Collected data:
--*--

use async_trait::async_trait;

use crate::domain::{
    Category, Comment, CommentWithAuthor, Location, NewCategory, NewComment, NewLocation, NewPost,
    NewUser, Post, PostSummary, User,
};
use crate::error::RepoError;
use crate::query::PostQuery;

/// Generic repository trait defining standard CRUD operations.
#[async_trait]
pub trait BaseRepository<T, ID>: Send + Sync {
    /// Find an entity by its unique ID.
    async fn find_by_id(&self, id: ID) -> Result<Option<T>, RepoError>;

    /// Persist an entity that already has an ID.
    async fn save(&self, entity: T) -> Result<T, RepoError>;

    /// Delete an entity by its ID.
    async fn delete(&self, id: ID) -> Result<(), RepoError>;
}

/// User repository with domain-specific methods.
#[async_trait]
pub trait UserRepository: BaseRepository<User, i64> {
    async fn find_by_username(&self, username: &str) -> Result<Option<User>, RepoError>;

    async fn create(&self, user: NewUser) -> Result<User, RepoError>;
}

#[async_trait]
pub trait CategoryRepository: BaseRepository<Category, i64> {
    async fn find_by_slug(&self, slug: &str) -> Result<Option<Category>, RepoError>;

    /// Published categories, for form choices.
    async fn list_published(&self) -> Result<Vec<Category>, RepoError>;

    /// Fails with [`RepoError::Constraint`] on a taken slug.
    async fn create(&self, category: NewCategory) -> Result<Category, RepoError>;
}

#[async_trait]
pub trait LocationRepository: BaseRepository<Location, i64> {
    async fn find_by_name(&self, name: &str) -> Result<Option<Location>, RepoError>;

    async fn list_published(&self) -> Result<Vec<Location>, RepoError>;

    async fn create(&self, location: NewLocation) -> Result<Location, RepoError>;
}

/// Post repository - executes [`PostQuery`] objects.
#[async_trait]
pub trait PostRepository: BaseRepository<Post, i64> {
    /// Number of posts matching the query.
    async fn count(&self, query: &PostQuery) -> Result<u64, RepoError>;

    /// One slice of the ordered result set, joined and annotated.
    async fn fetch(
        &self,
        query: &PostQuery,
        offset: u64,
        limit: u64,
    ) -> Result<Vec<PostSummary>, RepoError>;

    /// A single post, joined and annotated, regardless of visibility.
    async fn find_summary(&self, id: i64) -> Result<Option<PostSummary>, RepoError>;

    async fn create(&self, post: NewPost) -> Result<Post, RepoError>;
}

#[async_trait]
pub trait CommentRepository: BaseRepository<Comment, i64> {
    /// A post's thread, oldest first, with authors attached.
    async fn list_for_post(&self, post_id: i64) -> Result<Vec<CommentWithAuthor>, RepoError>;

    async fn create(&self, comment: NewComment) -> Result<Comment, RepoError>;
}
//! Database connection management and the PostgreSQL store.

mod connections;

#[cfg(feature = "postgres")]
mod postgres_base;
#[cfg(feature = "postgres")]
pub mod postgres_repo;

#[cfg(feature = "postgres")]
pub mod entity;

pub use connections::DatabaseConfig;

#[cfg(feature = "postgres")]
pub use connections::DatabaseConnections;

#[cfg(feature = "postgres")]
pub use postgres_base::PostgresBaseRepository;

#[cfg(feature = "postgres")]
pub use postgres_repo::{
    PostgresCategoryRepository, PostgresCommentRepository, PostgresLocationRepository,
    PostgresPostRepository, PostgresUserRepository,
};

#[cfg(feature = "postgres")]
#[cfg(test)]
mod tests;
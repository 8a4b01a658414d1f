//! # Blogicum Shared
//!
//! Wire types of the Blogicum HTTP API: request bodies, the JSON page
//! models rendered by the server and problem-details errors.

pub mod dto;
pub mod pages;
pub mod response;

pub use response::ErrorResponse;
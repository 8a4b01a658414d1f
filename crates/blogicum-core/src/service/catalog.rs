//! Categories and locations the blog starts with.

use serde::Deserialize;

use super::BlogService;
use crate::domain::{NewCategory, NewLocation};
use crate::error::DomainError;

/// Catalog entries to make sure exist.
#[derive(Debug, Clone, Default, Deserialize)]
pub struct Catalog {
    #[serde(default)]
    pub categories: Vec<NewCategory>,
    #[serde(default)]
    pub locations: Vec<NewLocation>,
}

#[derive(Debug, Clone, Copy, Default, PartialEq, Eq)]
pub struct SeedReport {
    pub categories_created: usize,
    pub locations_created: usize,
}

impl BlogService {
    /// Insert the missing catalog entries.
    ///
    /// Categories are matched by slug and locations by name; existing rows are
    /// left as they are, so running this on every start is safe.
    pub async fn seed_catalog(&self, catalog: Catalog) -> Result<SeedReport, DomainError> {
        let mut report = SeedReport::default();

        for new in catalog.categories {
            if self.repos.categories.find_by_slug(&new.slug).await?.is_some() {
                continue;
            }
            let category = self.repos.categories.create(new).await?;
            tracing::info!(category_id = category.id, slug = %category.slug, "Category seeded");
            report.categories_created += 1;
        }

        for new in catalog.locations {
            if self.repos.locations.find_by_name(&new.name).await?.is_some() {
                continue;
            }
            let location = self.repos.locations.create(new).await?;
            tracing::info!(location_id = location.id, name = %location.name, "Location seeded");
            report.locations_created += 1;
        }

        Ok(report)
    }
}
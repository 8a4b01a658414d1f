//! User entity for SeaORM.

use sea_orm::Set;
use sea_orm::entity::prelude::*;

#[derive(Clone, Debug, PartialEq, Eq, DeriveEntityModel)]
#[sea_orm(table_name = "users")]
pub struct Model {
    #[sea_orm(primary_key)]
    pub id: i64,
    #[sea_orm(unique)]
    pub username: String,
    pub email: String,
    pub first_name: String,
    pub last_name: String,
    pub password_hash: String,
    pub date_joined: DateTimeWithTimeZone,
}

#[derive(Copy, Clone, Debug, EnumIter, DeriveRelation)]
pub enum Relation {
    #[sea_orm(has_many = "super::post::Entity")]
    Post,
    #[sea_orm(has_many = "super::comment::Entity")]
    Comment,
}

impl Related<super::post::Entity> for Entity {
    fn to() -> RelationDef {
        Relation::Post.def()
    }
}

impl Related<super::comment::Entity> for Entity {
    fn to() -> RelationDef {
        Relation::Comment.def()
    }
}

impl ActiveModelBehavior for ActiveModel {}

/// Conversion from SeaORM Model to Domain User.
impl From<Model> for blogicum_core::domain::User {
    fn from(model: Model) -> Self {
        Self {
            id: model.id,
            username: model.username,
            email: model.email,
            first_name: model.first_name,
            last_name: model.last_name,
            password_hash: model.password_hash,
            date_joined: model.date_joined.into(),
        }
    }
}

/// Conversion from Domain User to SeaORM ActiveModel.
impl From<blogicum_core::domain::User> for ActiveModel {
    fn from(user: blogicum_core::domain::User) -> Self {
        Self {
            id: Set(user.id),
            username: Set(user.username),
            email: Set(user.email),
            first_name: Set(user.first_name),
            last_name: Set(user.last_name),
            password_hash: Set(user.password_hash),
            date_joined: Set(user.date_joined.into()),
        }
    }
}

--*--

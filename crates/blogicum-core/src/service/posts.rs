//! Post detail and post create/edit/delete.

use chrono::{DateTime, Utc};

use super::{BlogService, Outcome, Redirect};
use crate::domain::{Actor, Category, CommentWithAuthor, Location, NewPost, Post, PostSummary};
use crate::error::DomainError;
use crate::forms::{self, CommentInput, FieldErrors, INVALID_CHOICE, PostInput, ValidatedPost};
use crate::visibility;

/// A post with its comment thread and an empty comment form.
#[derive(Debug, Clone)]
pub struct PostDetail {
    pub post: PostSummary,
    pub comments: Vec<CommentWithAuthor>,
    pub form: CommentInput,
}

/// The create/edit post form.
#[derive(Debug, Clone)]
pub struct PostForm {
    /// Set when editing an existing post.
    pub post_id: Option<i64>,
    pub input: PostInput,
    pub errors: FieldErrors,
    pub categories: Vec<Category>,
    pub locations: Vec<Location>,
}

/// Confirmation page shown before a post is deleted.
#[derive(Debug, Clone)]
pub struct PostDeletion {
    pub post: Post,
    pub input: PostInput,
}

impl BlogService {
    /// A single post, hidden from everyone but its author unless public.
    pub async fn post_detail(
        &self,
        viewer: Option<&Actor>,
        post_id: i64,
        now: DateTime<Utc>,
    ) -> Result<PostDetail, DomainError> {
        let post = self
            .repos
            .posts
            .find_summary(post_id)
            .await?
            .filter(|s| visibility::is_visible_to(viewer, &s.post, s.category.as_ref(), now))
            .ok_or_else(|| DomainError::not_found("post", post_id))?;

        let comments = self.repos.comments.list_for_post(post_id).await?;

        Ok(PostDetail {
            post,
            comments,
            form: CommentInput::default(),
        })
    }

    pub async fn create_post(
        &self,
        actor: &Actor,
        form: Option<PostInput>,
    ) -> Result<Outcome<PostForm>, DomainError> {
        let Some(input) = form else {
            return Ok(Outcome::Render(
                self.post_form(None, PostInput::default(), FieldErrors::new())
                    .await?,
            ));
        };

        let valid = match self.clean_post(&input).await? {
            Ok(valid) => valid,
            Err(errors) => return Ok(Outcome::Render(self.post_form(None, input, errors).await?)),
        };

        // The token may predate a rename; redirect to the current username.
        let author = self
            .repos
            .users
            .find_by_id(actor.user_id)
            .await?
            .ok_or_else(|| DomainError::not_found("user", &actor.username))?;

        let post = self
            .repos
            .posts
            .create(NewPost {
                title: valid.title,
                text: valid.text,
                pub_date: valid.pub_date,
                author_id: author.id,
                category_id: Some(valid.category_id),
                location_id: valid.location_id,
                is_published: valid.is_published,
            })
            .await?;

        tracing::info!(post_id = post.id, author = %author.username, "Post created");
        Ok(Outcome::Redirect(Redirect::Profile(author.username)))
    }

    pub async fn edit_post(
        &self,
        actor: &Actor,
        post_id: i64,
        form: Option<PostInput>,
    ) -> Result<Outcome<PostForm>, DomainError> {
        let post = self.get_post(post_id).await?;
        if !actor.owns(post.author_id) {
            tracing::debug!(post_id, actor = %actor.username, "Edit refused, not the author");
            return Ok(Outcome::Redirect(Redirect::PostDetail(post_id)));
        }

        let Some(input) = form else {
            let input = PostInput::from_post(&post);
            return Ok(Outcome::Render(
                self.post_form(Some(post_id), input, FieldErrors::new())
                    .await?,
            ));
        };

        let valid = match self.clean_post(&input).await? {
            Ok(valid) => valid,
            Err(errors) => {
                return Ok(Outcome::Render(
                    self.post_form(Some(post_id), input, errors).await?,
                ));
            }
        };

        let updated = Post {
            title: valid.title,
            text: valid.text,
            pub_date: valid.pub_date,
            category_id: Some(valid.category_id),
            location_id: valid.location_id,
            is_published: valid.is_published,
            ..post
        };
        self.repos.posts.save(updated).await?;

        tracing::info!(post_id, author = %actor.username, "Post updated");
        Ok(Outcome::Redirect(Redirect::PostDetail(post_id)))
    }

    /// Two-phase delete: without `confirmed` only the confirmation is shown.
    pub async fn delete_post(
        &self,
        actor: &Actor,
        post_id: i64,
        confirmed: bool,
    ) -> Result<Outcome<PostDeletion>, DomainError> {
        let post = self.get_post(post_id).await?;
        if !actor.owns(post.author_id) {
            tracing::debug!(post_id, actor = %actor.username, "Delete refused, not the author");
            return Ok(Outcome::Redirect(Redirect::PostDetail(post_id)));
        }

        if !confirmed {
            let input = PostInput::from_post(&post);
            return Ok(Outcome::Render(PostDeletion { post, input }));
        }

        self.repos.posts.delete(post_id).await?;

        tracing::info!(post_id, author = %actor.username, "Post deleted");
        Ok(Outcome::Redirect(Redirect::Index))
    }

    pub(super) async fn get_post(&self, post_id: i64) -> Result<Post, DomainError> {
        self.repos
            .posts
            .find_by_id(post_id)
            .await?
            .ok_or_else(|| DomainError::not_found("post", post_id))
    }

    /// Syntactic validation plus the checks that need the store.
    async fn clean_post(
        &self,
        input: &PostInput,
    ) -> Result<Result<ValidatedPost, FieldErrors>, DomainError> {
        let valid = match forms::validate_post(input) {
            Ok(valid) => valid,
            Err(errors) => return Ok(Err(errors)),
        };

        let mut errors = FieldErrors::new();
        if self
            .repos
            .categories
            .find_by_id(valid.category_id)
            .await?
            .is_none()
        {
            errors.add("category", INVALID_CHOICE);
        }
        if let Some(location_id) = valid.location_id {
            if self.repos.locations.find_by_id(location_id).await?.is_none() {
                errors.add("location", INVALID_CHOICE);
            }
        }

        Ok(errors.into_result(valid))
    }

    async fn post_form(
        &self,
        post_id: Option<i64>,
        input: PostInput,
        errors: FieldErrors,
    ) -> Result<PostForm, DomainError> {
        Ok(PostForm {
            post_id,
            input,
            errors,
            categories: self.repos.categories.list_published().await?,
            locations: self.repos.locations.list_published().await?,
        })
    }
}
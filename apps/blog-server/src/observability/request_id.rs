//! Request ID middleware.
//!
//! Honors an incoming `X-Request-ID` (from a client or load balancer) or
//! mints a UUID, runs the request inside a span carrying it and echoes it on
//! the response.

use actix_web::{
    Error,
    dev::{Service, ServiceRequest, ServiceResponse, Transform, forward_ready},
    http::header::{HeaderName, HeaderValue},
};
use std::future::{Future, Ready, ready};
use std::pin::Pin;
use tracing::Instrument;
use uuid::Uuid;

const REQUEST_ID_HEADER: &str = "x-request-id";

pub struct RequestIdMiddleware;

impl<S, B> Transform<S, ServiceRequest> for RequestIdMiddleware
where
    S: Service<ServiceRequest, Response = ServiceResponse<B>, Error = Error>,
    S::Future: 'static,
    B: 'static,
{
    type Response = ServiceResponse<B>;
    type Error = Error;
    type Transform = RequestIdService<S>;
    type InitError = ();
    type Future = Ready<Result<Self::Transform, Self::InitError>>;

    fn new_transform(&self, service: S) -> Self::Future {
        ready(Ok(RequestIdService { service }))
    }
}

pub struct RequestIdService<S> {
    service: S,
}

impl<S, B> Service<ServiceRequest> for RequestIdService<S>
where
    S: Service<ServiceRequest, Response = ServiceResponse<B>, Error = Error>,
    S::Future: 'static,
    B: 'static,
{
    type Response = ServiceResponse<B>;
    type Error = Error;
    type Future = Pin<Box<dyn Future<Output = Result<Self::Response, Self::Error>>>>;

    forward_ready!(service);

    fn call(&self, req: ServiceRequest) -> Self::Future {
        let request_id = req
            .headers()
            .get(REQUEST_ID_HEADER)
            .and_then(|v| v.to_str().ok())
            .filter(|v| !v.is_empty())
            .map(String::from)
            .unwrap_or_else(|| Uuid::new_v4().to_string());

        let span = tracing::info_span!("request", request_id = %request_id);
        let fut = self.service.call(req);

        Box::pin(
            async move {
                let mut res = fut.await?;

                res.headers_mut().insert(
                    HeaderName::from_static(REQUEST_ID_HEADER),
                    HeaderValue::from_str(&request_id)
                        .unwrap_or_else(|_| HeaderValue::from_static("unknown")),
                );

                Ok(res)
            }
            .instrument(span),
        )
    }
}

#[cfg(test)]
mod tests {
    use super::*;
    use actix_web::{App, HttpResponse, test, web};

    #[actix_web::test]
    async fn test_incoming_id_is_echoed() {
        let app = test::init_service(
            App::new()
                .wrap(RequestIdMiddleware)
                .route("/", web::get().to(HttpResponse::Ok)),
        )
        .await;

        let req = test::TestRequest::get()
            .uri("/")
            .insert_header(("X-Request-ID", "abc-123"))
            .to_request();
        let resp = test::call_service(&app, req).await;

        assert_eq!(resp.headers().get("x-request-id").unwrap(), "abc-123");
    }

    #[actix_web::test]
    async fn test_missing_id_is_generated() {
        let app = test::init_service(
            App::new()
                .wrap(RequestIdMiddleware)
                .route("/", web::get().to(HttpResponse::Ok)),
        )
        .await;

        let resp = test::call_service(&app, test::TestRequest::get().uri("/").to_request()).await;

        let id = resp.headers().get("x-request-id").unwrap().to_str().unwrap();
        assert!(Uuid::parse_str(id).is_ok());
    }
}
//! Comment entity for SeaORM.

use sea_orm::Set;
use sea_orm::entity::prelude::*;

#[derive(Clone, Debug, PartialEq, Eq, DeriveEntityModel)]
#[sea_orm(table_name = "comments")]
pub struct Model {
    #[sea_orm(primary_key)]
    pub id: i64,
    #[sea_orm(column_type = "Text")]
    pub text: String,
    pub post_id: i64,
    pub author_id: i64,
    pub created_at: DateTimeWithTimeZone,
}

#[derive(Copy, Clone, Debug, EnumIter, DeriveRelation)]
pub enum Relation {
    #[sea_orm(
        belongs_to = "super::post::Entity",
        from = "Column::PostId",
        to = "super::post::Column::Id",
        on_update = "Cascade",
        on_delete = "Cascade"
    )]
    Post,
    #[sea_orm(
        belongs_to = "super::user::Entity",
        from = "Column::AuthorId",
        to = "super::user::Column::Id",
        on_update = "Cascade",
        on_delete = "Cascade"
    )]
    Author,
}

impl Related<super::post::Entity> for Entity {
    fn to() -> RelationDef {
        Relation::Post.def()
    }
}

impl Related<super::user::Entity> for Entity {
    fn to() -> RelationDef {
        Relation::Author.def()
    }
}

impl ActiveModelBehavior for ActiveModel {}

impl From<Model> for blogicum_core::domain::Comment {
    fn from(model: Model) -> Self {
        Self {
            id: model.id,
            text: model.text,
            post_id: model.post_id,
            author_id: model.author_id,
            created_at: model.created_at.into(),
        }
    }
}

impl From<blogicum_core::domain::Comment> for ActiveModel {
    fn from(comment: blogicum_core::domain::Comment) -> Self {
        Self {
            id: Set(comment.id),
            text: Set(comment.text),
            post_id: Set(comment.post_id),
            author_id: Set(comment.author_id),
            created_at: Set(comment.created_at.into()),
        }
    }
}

--*--

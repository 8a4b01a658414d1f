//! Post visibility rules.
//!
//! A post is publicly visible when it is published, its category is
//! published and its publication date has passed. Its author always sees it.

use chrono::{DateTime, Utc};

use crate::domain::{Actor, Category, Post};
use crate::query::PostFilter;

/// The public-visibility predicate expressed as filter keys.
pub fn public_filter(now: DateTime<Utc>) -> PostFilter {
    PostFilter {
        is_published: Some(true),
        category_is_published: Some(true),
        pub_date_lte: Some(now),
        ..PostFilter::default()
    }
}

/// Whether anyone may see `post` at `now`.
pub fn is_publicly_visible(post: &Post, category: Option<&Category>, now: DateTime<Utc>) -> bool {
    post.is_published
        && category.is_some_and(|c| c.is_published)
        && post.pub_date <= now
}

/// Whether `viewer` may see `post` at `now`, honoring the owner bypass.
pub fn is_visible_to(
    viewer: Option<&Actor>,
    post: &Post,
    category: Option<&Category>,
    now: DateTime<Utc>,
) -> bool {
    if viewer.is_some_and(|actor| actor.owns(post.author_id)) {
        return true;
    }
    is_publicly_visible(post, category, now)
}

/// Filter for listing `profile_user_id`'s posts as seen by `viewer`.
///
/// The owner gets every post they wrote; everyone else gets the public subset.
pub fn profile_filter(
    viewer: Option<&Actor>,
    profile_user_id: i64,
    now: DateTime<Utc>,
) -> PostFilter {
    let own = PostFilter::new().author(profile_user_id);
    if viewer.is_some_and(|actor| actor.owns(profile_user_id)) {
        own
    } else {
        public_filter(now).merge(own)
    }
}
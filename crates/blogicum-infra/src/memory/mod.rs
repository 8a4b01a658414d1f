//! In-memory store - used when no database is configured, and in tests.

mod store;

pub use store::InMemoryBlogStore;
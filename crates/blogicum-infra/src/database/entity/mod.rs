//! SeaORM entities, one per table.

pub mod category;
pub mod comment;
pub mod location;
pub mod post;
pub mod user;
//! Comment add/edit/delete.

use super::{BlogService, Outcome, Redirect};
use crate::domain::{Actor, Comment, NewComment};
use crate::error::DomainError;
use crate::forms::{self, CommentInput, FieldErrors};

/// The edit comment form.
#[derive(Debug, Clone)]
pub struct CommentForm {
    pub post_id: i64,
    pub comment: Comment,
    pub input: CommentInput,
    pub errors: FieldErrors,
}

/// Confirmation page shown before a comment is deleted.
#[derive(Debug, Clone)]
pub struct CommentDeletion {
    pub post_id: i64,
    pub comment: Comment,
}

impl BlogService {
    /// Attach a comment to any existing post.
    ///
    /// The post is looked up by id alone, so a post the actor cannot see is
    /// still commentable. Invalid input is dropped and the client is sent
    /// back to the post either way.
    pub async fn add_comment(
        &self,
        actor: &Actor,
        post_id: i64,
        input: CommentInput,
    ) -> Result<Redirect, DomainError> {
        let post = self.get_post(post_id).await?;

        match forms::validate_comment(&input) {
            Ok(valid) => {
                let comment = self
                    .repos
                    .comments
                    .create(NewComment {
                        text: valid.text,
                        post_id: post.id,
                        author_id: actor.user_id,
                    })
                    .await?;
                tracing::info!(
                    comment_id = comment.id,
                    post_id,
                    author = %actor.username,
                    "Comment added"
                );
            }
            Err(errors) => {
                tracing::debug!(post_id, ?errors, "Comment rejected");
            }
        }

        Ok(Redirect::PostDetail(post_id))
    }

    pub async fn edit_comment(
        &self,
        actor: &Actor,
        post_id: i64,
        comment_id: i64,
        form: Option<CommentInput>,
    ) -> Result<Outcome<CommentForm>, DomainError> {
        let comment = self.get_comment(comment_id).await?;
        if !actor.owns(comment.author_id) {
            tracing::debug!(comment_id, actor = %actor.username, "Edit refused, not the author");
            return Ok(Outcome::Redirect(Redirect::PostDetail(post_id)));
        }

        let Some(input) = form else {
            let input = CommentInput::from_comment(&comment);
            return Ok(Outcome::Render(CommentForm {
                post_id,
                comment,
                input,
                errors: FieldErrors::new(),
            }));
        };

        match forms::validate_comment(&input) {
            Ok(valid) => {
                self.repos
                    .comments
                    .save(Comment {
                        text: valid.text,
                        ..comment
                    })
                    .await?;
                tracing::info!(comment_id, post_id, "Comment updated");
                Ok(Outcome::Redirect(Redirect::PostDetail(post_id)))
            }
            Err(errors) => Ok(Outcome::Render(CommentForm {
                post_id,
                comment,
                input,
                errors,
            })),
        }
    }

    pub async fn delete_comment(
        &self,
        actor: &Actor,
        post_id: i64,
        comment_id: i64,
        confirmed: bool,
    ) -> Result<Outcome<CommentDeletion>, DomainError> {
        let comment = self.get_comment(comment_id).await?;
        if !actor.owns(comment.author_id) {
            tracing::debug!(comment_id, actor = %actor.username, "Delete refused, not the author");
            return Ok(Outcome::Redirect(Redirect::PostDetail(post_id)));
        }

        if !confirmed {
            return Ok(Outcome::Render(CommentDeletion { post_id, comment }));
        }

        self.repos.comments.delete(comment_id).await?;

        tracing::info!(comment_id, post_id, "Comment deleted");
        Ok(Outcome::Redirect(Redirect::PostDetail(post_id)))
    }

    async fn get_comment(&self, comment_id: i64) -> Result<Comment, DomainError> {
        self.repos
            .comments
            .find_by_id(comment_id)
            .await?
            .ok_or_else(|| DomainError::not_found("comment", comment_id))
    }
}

--*--

◆ **Assignment**
Retrieve each line of the data in which the word "NewLocation" can be found.

◆ **Finished task**
    Category, Comment, CommentWithAuthor, Location, NewCategory, NewComment, NewLocation, NewPost,
    async fn create(&self, location: NewLocation) -> Result<Location, RepoError>;
use crate::domain::{NewCategory, NewLocation};
    pub locations: Vec<NewLocation>,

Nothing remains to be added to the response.